Among the entries that follow, find every line with the word "UnknownCommand" and copy it.
*** Data records Section Begins ***
//! Per-document accumulator of the net effect of several operations.
//!
//! An [`AnalyzedOp`] pairs a [`NetEffectKind`] with a deferred [`Producer`]
//! that, given the stored document (when one had to be fetched), yields the
//! document to insert. Values are immutable: every transition returns a new
//! op and leaves the previous one untouched.

use crate::context::ReplicationContext;
use crate::document::{Document, DocumentKey};
use crate::effect::{IncomingKind, NetEffectKind};
use crate::operation::ChangeOperation;
use crate::update::UpdateAction;
use crate::{Error, Result};
use serde::Serialize;
use std::sync::Arc;

/// Deferred production of the document to insert.
///
/// An `AnalyzedOp` without a producer produces nothing at all ("no
/// production"). A producer may still yield `None` ("production of none")
/// when it depends on a stored document that does not exist.
#[derive(Debug, Clone, PartialEq)]
pub enum Producer {
    /// A document known at analysis time.
    Constant(Arc<Document>),
    /// Field operators applied to the stored document, or to `seed` when
    /// nothing was stored.
    Modify {
        seed: Option<Arc<Document>>,
        mods: Vec<Arc<UpdateAction>>,
    },
}

impl Producer {
    /// Compute the document to insert.
    pub fn produce(&self, fetched: Option<&Document>) -> Result<Option<Document>> {
        match self {
            Producer::Constant(doc) => Ok(Some(doc.as_ref().clone())),
            Producer::Modify { seed, mods } => {
                let Some(base) = fetched.or(seed.as_deref()) else {
                    return Ok(None);
                };
                let mut doc = base.clone();
                for action in mods {
                    doc = action.apply(&doc)?;
                }
                Ok(Some(doc))
            }
        }
    }

    /// Whether the producer ignores the stored document.
    pub fn is_constant(&self) -> bool {
        matches!(self, Producer::Constant(_))
    }
}

/// A document that was expected to exist but was not found.
#[derive(Debug, Clone, PartialEq, Eq, Serialize)]
pub struct Mismatch {
    pub key: DocumentKey,
    pub kind: NetEffectKind,
    pub message: String,
}

/// The net effect of every operation seen so far on one document.
#[derive(Debug, Clone, PartialEq)]
pub struct AnalyzedOp {
    key: DocumentKey,
    kind: NetEffectKind,
    producer: Option<Producer>,
    provenance: Option<Vec<ChangeOperation>>,
}

/// Payload of an incoming operation relevant to production.
enum Payload<'a> {
    Document(&'a Document),
    Action(UpdateAction),
    Nothing,
}

impl AnalyzedOp {
    /// A fresh `Noop` op for a key. With `track_provenance` the op also keeps
    /// the raw operations folded into it.
    pub fn seed(key: DocumentKey, track_provenance: bool) -> Self {
        Self {
            key,
            kind: NetEffectKind::Noop,
            producer: None,
            provenance: track_provenance.then(Vec::new),
        }
    }

    pub fn key(&self) -> &DocumentKey {
        &self.key
    }

    pub fn kind(&self) -> NetEffectKind {
        self.kind
    }

    pub fn producer(&self) -> Option<&Producer> {
        self.producer.as_ref()
    }

    /// Raw operations folded into this op, when provenance is tracked.
    pub fn provenance(&self) -> Option<&[ChangeOperation]> {
        self.provenance.as_deref()
    }

    /// Fold one more operation on the same document.
    pub fn and_then(&self, op: &ChangeOperation, ctx: &ReplicationContext) -> Result<Self> {
        let (incoming, payload) = match op {
            ChangeOperation::Insert(insert) => {
                (IncomingKind::Insert, Payload::Document(&insert.document))
            }
            ChangeOperation::Update(update) => {
                let action = update.action()?;
                let upsert = update.upsert || ctx.treat_update_as_upsert;
                (IncomingKind::of_update(upsert, &action), Payload::Action(action))
            }
            ChangeOperation::Delete(_) => (IncomingKind::Delete, Payload::Nothing),
            ChangeOperation::Command(_) | ChangeOperation::Noop(_) => {
                return Err(Error::NotReducible(op.kind_name()))
            }
        };

        let kind = self.kind.and_then(incoming);
        let producer = self.next_producer(kind, incoming, payload)?;
        let provenance = self.provenance.as_ref().map(|ops| {
            let mut ops = ops.clone();
            ops.push(op.clone());
            ops
        });

        Ok(Self {
            key: self.key.clone(),
            kind,
            producer,
            provenance,
        })
    }

    fn next_producer(
        &self,
        kind: NetEffectKind,
        incoming: IncomingKind,
        payload: Payload<'_>,
    ) -> Result<Option<Producer>> {
        if matches!(
            kind,
            NetEffectKind::Noop
                | NetEffectKind::Delete
                | NetEffectKind::UpdateDelete
                | NetEffectKind::Error
        ) {
            return Ok(None);
        }

        let action = match payload {
            Payload::Document(doc) => return Ok(Some(Producer::Constant(Arc::new(doc.clone())))),
            Payload::Nothing => return Ok(None),
            Payload::Action(action) if action.is_set_modification() => {
                let doc = action.apply_as_upsert(&self.key)?;
                return Ok(Some(Producer::Constant(Arc::new(doc))));
            }
            Payload::Action(action) => action,
        };

        let producer = match &self.producer {
            Some(Producer::Constant(base)) => Producer::Constant(Arc::new(action.apply(base)?)),
            Some(Producer::Modify { seed, mods }) => {
                let mut mods = mods.clone();
                mods.push(Arc::new(action));
                Producer::Modify {
                    seed: seed.clone(),
                    mods,
                }
            }
            // Nothing is stored after a delete, so the upsert starts from `{_id}`.
            None if matches!(self.kind, NetEffectKind::Delete | NetEffectKind::UpdateDelete) => {
                Producer::Constant(Arc::new(action.apply_as_upsert(&self.key)?))
            }
            None => Producer::Modify {
                seed: (incoming == IncomingKind::UpsertMod)
                    .then(|| Arc::new(self.key.seed_document())),
                mods: vec![Arc::new(action)],
            },
        };
        Ok(Some(producer))
    }

    /// Compute the document to insert, if any.
    pub fn produce(&self, fetched: Option<&Document>) -> Result<Option<Document>> {
        match &self.producer {
            Some(producer) => producer.produce(fetched),
            None => Ok(None),
        }
    }

    /// Describe why this op cannot be applied without a stored document.
    ///
    /// `None` when the kind does not require a match.
    pub fn mismatch(&self) -> Option<Mismatch> {
        if !self.kind.requires_match() {
            return None;
        }
        let message = match self.kind {
            NetEffectKind::UpdateMod | NetEffectKind::UpdateSet => {
                format!("update of document {} that does not exist", self.key)
            }
            NetEffectKind::UpdateDelete => {
                format!("update then delete of document {} that does not exist", self.key)
            }
            _ => format!(
                "inconsistent operation sequence on document {}: update after delete",
                self.key
            ),
        };
        Some(Mismatch {
            key: self.key.clone(),
            kind: self.kind,
            message,
        })
    }
}
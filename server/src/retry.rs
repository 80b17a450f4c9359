//! Batch retry policy.

use serde::Serialize;
use std::time::Duration;

/// Bounds the whole-batch retry loop of the batch executors.
///
/// Only transient backend conflicts are retried; the policy decides how often
/// and how long to wait between attempts.
#[derive(Debug, Clone, PartialEq, Serialize)]
pub struct RetryPolicy {
    /// Total attempts, the first one included.
    pub max_attempts: usize,

    /// Delay before the first retry.
    pub initial_delay: Duration,

    /// Ceiling for exponential backoff.
    pub max_delay: Duration,

    /// Backoff multiplier (e.g., 2.0 = double delay each retry).
    pub backoff_factor: f64,
}

impl Default for RetryPolicy {
    fn default() -> Self {
        Self {
            max_attempts: 5,
            initial_delay: Duration::from_millis(50),
            max_delay: Duration::from_secs(5),
            backoff_factor: 2.0,
        }
    }
}

impl RetryPolicy {
    /// Fast policy for tests.
    pub fn testing() -> Self {
        Self {
            max_attempts: 3,
            initial_delay: Duration::from_millis(1),
            max_delay: Duration::from_millis(10),
            backoff_factor: 2.0,
        }
    }

    /// A policy that never retries.
    pub fn none() -> Self {
        Self {
            max_attempts: 1,
            ..Self::default()
        }
    }

    /// Whether another attempt may follow attempt number `attempt` (1-indexed).
    pub fn allows_retry(&self, attempt: usize) -> bool {
        attempt < self.max_attempts
    }

    /// Delay before retry number `attempt` (1-indexed).
    pub fn delay_for_attempt(&self, attempt: usize) -> Duration {
        if attempt == 0 {
            return self.initial_delay;
        }

        let exponent = (attempt - 1).min(i32::MAX as usize) as i32;
        let delay_secs = self.initial_delay.as_secs_f64() * self.backoff_factor.powi(exponent);
        if !delay_secs.is_finite() || delay_secs >= self.max_delay.as_secs_f64() {
            return self.max_delay;
        }

        Duration::from_secs_f64(delay_secs.max(0.0))
    }
}

#[cfg(test)]
mod tests {
    use super::*;

    #[test]
    fn backoff_doubles_until_capped() {
        let policy = RetryPolicy {
            max_attempts: 10,
            initial_delay: Duration::from_millis(100),
            max_delay: Duration::from_millis(500),
            backoff_factor: 2.0,
        };
        assert_eq!(policy.delay_for_attempt(1), Duration::from_millis(100));
        assert_eq!(policy.delay_for_attempt(2), Duration::from_millis(200));
        assert_eq!(policy.delay_for_attempt(3), Duration::from_millis(400));
        assert_eq!(policy.delay_for_attempt(4), Duration::from_millis(500));
        assert_eq!(policy.delay_for_attempt(5000), Duration::from_millis(500));
    }

    #[test]
    fn attempts_are_bounded() {
        let policy = RetryPolicy::testing();
        assert!(policy.allows_retry(1));
        assert!(policy.allows_retry(2));
        assert!(!policy.allows_retry(3));
        assert!(!RetryPolicy::none().allows_retry(1));
    }
}
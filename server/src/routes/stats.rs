//! Replication progress and executor metrics.

use axum::{extract::State, http::StatusCode, routing::get, Json, Router};
use serde::Serialize;

use crate::backend::Checkpoint;
use crate::driver::ReplicationStatus;
use crate::metrics::MetricsSnapshot;
use crate::AppState;

#[derive(Serialize)]
#[serde(rename_all = "camelCase")]
pub struct StatsResponse {
    pub replication: ReplicationStatus,
    pub metrics: MetricsSnapshot,
    /// Checkpoint as persisted by the backend
    pub last_checkpoint: Option<Checkpoint>,
}

pub fn routes() -> Router<AppState> {
    Router::new().route("/stats", get(stats))
}

async fn stats(State(state): State<AppState>) -> Result<Json<StatsResponse>, (StatusCode, String)> {
    let last_checkpoint = state.backend.load_checkpoint().await.map_err(|e| {
        tracing::error!(error = %e, "Failed to load checkpoint");
        (StatusCode::SERVICE_UNAVAILABLE, e.to_string())
    })?;

    Ok(Json(StatsResponse {
        replication: state.status.read().await.clone(),
        metrics: state.metrics.snapshot(),
        last_checkpoint,
    }))
}
//! Applies operations that run alone in an exclusive transaction.

use crate::backend::ExclusiveTransaction;
use crate::error::ApplyError;
use crate::executor::NamespaceJobExecutor;
use async_trait::async_trait;
use oplog_engine::{
    ChangeOperation, CommandOp, NamespaceJob, Namespace, Reducer, ReplicationContext,
};

/// Index and capped-collection maintenance. Secondary indexes are not
/// replicated, so these are accepted and ignored.
const IGNORED_COMMANDS: [&str; 6] = [
    "createIndexes",
    "dropIndexes",
    "deleteIndexes",
    "collMod",
    "emptycapped",
    "convertToCapped",
];

const APPLIED_COMMANDS: [&str; 3] = ["drop", "dropDatabase", "create"];

const INDEX_CATALOG: &str = "system.indexes";

/// Executes the operation of a single-op batch.
#[async_trait]
pub trait OperationApplier: Send + Sync + 'static {
    async fn apply(
        &self,
        op: &ChangeOperation,
        tx: &mut dyn ExclusiveTransaction,
        ctx: &ReplicationContext,
    ) -> Result<(), ApplyError>;
}

#[derive(Debug, Clone, Copy, Default)]
pub struct DefaultOperationApplier;

impl DefaultOperationApplier {
    async fn apply_command(
        &self,
        command: &CommandOp,
        tx: &mut dyn ExclusiveTransaction,
    ) -> Result<(), ApplyError> {
        // option fields sit next to the command name in no particular order
        let name = command
            .find_name(&APPLIED_COMMANDS)
            .or_else(|| command.find_name(&IGNORED_COMMANDS))
            .or_else(|| command.name())
            .ok_or_else(|| ApplyError::MalformedCommand("empty command document".to_string()))?;

        match name {
            "drop" => {
                let collection = command
                    .command
                    .get("drop")
                    .and_then(|v| v.as_str())
                    .ok_or_else(|| {
                        ApplyError::MalformedCommand("drop without collection name".to_string())
                    })?;
                let namespace = Namespace::new(&command.database, collection);
                let removed = tx.drop_collection(&namespace).await?;
                tracing::info!(%namespace, removed, "Dropped collection");
            }
            "dropDatabase" => {
                let removed = tx.drop_database(&command.database).await?;
                tracing::info!(database = %command.database, removed, "Dropped database");
            }
            // collections exist implicitly
            "create" => {
                tracing::debug!(database = %command.database, "Create command accepted");
            }
            name if IGNORED_COMMANDS.contains(&name) => {
                tracing::debug!(database = %command.database, command = name, "Ignoring maintenance command");
            }
            other => return Err(ApplyError::UnknownCommand(other.to_string())),
        }
        Ok(())
    }
}

#[async_trait]
impl OperationApplier for DefaultOperationApplier {
    async fn apply(
        &self,
        op: &ChangeOperation,
        tx: &mut dyn ExclusiveTransaction,
        ctx: &ReplicationContext,
    ) -> Result<(), ApplyError> {
        match op {
            ChangeOperation::Command(command) => self.apply_command(command, tx).await,
            ChangeOperation::Noop(_) => Ok(()),
            ChangeOperation::Insert(insert) if insert.collection == INDEX_CATALOG => {
                tracing::debug!(database = %insert.database, "Ignoring index catalog insert");
                Ok(())
            }
            _ => {
                let Some(namespace) = op.namespace() else {
                    return Ok(());
                };
                let table = Reducer::new(*ctx).reduce(std::iter::once(op))?;
                let job = NamespaceJob::new(namespace, table.into_values().collect());
                NamespaceJobExecutor::apply(&job, tx.as_write(), false).await?;
                Ok(())
            }
        }
    }
}

#[cfg(test)]
mod tests {
    use super::*;
    use crate::backend::{Backend, MemoryBackend};
    use oplog_engine::{as_document, DeleteOp, InsertOp};
    use serde_json::{json, Value};

    fn command(database: &str, value: Value) -> ChangeOperation {
        ChangeOperation::Command(CommandOp::new(1, 0, database, as_document(value).unwrap()))
    }

    async fn apply(backend: &MemoryBackend, op: &ChangeOperation) -> Result<(), ApplyError> {
        let mut tx = backend.begin_exclusive().await.unwrap();
        DefaultOperationApplier
            .apply(op, tx.as_mut(), &ReplicationContext::default())
            .await?;
        tx.commit().await?;
        Ok(())
    }

    fn seeded() -> MemoryBackend {
        let backend = MemoryBackend::new();
        for (db, coll) in [("shop", "orders"), ("shop", "users"), ("crm", "leads")] {
            backend
                .seed(
                    &Namespace::new(db, coll),
                    vec![as_document(json!({"_id": 1})).unwrap()],
                )
                .unwrap();
        }
        backend
    }

    #[tokio::test]
    async fn drop_removes_one_collection() {
        let backend = seeded();
        apply(&backend, &command("shop", json!({"drop": "orders"})))
            .await
            .unwrap();

        assert!(backend.documents(&Namespace::new("shop", "orders")).is_empty());
        assert_eq!(backend.documents(&Namespace::new("shop", "users")).len(), 1);
    }

    #[tokio::test]
    async fn drop_database_removes_every_collection() {
        let backend = seeded();
        apply(&backend, &command("shop", json!({"dropDatabase": 1})))
            .await
            .unwrap();

        assert!(backend.documents(&Namespace::new("shop", "orders")).is_empty());
        assert!(backend.documents(&Namespace::new("shop", "users")).is_empty());
        assert_eq!(backend.documents(&Namespace::new("crm", "leads")).len(), 1);
    }

    #[tokio::test]
    async fn maintenance_commands_are_ignored() {
        let backend = seeded();
        apply(&backend, &command("shop", json!({"createIndexes": "orders"})))
            .await
            .unwrap();
        apply(&backend, &command("shop", json!({"create": "invoices"})))
            .await
            .unwrap();
        assert_eq!(backend.documents(&Namespace::new("shop", "orders")).len(), 1);
    }

    #[tokio::test]
    async fn commands_with_option_fields() {
        let backend = seeded();
        apply(
            &backend,
            &command("shop", json!({"create": "invoices", "capped": true, "size": 4096})),
        )
        .await
        .unwrap();
        apply(
            &backend,
            &command("shop", json!({"createIndexes": "orders", "indexes": [], "commitQuorum": 1})),
        )
        .await
        .unwrap();
        assert_eq!(backend.documents(&Namespace::new("shop", "orders")).len(), 1);

        apply(
            &backend,
            &command("shop", json!({"drop": "orders", "$db": "shop", "comment": "cleanup"})),
        )
        .await
        .unwrap();
        assert!(backend.documents(&Namespace::new("shop", "orders")).is_empty());
        assert_eq!(backend.documents(&Namespace::new("shop", "users")).len(), 1);

        apply(&backend, &command("shop", json!({"dropDatabase": 1, "$db": "shop"})))
            .await
            .unwrap();
        assert!(backend.documents(&Namespace::new("shop", "users")).is_empty());
    }

    #[tokio::test]
    async fn unknown_and_malformed_commands_fail() {
        let backend = seeded();
        let err = apply(&backend, &command("shop", json!({"shutdown": 1})))
            .await
            .unwrap_err();
        assert!(matches!(err, ApplyError::UnknownCommand(name) if name == "shutdown"));

        let err = apply(&backend, &command("shop", json!({"drop": 7})))
            .await
            .unwrap_err();
        assert!(matches!(err, ApplyError::MalformedCommand(_)));
    }

    #[tokio::test]
    async fn protected_namespace_writes_apply_one_by_one() {
        let backend = MemoryBackend::new();
        let js = Namespace::new("shop", "system.js");
        let insert = ChangeOperation::Insert(InsertOp::new(
            1,
            0,
            "shop",
            "system.js",
            as_document(json!({"_id": "f", "value": "code"})).unwrap(),
        ));
        apply(&backend, &insert).await.unwrap();
        assert_eq!(backend.documents(&js).len(), 1);

        let delete = ChangeOperation::Delete(DeleteOp::new(
            2,
            0,
            "shop",
            "system.js",
            as_document(json!({"_id": "f"})).unwrap(),
        ));
        apply(&backend, &delete).await.unwrap();
        assert!(backend.documents(&js).is_empty());

        let index = ChangeOperation::Insert(InsertOp::new(
            3,
            0,
            "shop",
            "system.indexes",
            as_document(json!({"_id": "idx", "key": {"a": 1}})).unwrap(),
        ));
        apply(&backend, &index).await.unwrap();
        assert!(backend
            .documents(&Namespace::new("shop", "system.indexes"))
            .is_empty());
    }
}
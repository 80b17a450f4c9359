//! Oplog applier loop.
//!
//! Pulls change operations from a stream, accumulates them into raw batches
//! bounded by [`BatchLimits`], analyzes each raw batch and hands the
//! resulting batches to a [`BatchExecutor`] in order. The representative
//! operation of each applied batch is saved as the checkpoint; operations at
//! or before the checkpoint are skipped when resuming.
//!
//! A crash can leave work committed past the checkpoint (between a commit
//! and the checkpoint write, or from some jobs of a concurrent batch). The
//! first raw batch of every run is therefore applied under
//! [`ReplicationContext::reapplying`].

use crate::backend::{Backend, Checkpoint};
use crate::error::{ReplError, Result};
use crate::executor::BatchExecutor;
use futures::{Stream, StreamExt};
use oplog_engine::{BatchAnalyzer, ChangeOperation, ReplicationContext};
use serde::Serialize;
use std::sync::Arc;
use std::time::Duration;
use tokio::io::{AsyncBufRead, AsyncBufReadExt};
use tokio::sync::RwLock;
use tokio::time::{timeout_at, Instant};
use tracing::Instrument;
use uuid::Uuid;

/// When a raw batch is cut.
#[derive(Debug, Clone, Copy, PartialEq, Eq)]
pub struct BatchLimits {
    /// Operations per raw batch.
    pub max_size: usize,
    /// How long to wait for more operations once the first one arrived.
    pub max_period: Duration,
}

impl Default for BatchLimits {
    fn default() -> Self {
        Self {
            max_size: 1_000,
            max_period: Duration::from_millis(100),
        }
    }
}

#[derive(Debug, Clone, Copy, Default, PartialEq, Eq, Serialize)]
#[serde(rename_all = "lowercase")]
pub enum DriverState {
    #[default]
    Idle,
    Running,
    Finished,
    Failed,
}

/// Progress of the applier loop, shared with the status routes.
#[derive(Debug, Clone, Default, Serialize)]
#[serde(rename_all = "camelCase")]
pub struct ReplicationStatus {
    pub run_id: Option<Uuid>,
    pub state: DriverState,
    pub applied_ops: u64,
    pub applied_batches: u64,
    pub skipped_ops: u64,
    pub checkpoint: Option<Checkpoint>,
    pub last_error: Option<String>,
}

pub type SharedStatus = Arc<RwLock<ReplicationStatus>>;

pub struct OplogApplier {
    backend: Arc<dyn Backend>,
    executor: Arc<dyn BatchExecutor>,
    analyzer: BatchAnalyzer,
    ctx: ReplicationContext,
    limits: BatchLimits,
    status: SharedStatus,
}

impl OplogApplier {
    pub fn new(backend: Arc<dyn Backend>, executor: Arc<dyn BatchExecutor>) -> Self {
        let ctx = ReplicationContext::default();
        Self {
            backend,
            executor,
            analyzer: BatchAnalyzer::new(ctx),
            ctx,
            limits: BatchLimits::default(),
            status: SharedStatus::default(),
        }
    }

    pub fn with_context(mut self, ctx: ReplicationContext) -> Self {
        self.ctx = ctx;
        self.analyzer = BatchAnalyzer::new(ctx);
        self
    }

    pub fn with_limits(mut self, limits: BatchLimits) -> Self {
        self.limits = limits;
        self
    }

    pub fn with_status(mut self, status: SharedStatus) -> Self {
        self.status = status;
        self
    }

    pub fn status(&self) -> SharedStatus {
        Arc::clone(&self.status)
    }

    /// Apply every operation of `source` until it ends or a batch fails.
    pub async fn run<S>(&self, source: S) -> Result<ReplicationStatus>
    where
        S: Stream<Item = Result<ChangeOperation>> + Send,
    {
        let run_id = Uuid::new_v4();
        let span = tracing::info_span!("replication", %run_id);
        async {
            {
                let mut status = self.status.write().await;
                status.run_id = Some(run_id);
                status.state = DriverState::Running;
                status.last_error = None;
            }

            let result = self.run_inner(source).await;

            let mut status = self.status.write().await;
            match result {
                Ok(()) => {
                    status.state = DriverState::Finished;
                    tracing::info!(
                        ops = status.applied_ops,
                        batches = status.applied_batches,
                        skipped = status.skipped_ops,
                        "Oplog source exhausted"
                    );
                    Ok(status.clone())
                }
                Err(err) => {
                    status.state = DriverState::Failed;
                    status.last_error = Some(err.to_string());
                    tracing::error!(error = %err, "Replication stopped");
                    Err(err)
                }
            }
        }
        .instrument(span)
        .await
    }

    async fn run_inner<S>(&self, source: S) -> Result<()>
    where
        S: Stream<Item = Result<ChangeOperation>> + Send,
    {
        let mut checkpoint = self.backend.load_checkpoint().await?;
        if let Some(cp) = &checkpoint {
            tracing::info!(ts = cp.ts, "Resuming after checkpoint");
        }
        self.status.write().await.checkpoint = checkpoint.clone();

        let mut source = std::pin::pin!(source);
        let mut recovering = true;
        loop {
            let (ops, skipped, exhausted) =
                next_raw_batch(&mut source, &self.limits, checkpoint.as_ref()).await?;
            if skipped > 0 {
                self.status.write().await.skipped_ops += skipped;
            }
            if !ops.is_empty() {
                let ctx = if recovering {
                    tracing::info!(ops = ops.len(), "Reapplying first raw batch of the run");
                    ReplicationContext::reapplying()
                } else {
                    self.ctx
                };
                recovering = false;
                if let Some(saved) = self.apply_raw_batch(&ops, ctx).await? {
                    checkpoint = Some(saved);
                }
            }
            if exhausted {
                return Ok(());
            }
        }
    }

    /// Analyze and apply one raw batch, checkpointing after every batch.
    /// Returns the last checkpoint saved.
    async fn apply_raw_batch(
        &self,
        ops: &[ChangeOperation],
        ctx: ReplicationContext,
    ) -> Result<Option<Checkpoint>> {
        let analyzer = if ctx == self.ctx {
            self.analyzer
        } else {
            BatchAnalyzer::new(ctx)
        };
        let batches = analyzer.analyze(ops)?;
        tracing::debug!(ops = ops.len(), batches = batches.len(), "Applying raw batch");

        let mut saved = None;
        for batch in batches {
            let count = batch.op_count() as u64;
            let applied = self.executor.apply(batch, ctx).await?;

            let checkpoint = applied.as_ref().map(Checkpoint::of);
            if let Some(checkpoint) = &checkpoint {
                self.backend.save_checkpoint(checkpoint).await?;
            }

            let mut status = self.status.write().await;
            status.applied_batches += 1;
            status.applied_ops += count;
            if let Some(checkpoint) = checkpoint {
                status.checkpoint = Some(checkpoint.clone());
                saved = Some(checkpoint);
            }
        }
        Ok(saved)
    }
}

/// Pull the next raw batch. Returns the operations, how many were skipped
/// as already applied, and whether the source ended.
async fn next_raw_batch<S>(
    source: &mut S,
    limits: &BatchLimits,
    checkpoint: Option<&Checkpoint>,
) -> Result<(Vec<ChangeOperation>, u64, bool)>
where
    S: Stream<Item = Result<ChangeOperation>> + Unpin,
{
    let max_size = limits.max_size.max(1);
    let mut ops = Vec::new();
    let mut skipped = 0;
    let mut deadline = None;

    loop {
        let next = match deadline {
            None => source.next().await,
            Some(deadline) => match timeout_at(deadline, source.next()).await {
                Ok(next) => next,
                Err(_) => return Ok((ops, skipped, false)),
            },
        };

        match next {
            None => return Ok((ops, skipped, true)),
            Some(Err(err)) => return Err(err),
            Some(Ok(op)) if checkpoint.is_some_and(|cp| cp.covers(&op)) => skipped += 1,
            Some(Ok(op)) => {
                ops.push(op);
                if ops.len() >= max_size {
                    return Ok((ops, skipped, false));
                }
                deadline.get_or_insert_with(|| Instant::now() + limits.max_period);
            }
        }
    }
}

/// Change operations read as one JSON object per line. Blank lines are
/// ignored.
pub fn json_lines<R>(reader: R) -> impl Stream<Item = Result<ChangeOperation>> + Send
where
    R: AsyncBufRead + Unpin + Send,
{
    futures::stream::unfold((reader.lines(), 0usize), |(mut lines, mut line_no)| async move {
        loop {
            line_no += 1;
            match lines.next_line().await {
                Ok(Some(line)) if line.trim().is_empty() => continue,
                Ok(Some(line)) => {
                    let op = serde_json::from_str::<ChangeOperation>(&line)
                        .map_err(|e| ReplError::Source(format!("line {line_no}: {e}")));
                    return Some((op, (lines, line_no)));
                }
                Ok(None) => return None,
                Err(e) => {
                    return Some((
                        Err(ReplError::Source(format!("line {line_no}: {e}"))),
                        (lines, line_no),
                    ))
                }
            }
        }
    })
}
*** Data records Section Ends ***
Written solution >>
            other => return Err(ApplyError::UnknownCommand(other.to_string())),
        assert!(matches!(err, ApplyError::UnknownCommand(name) if name == "shutdown"));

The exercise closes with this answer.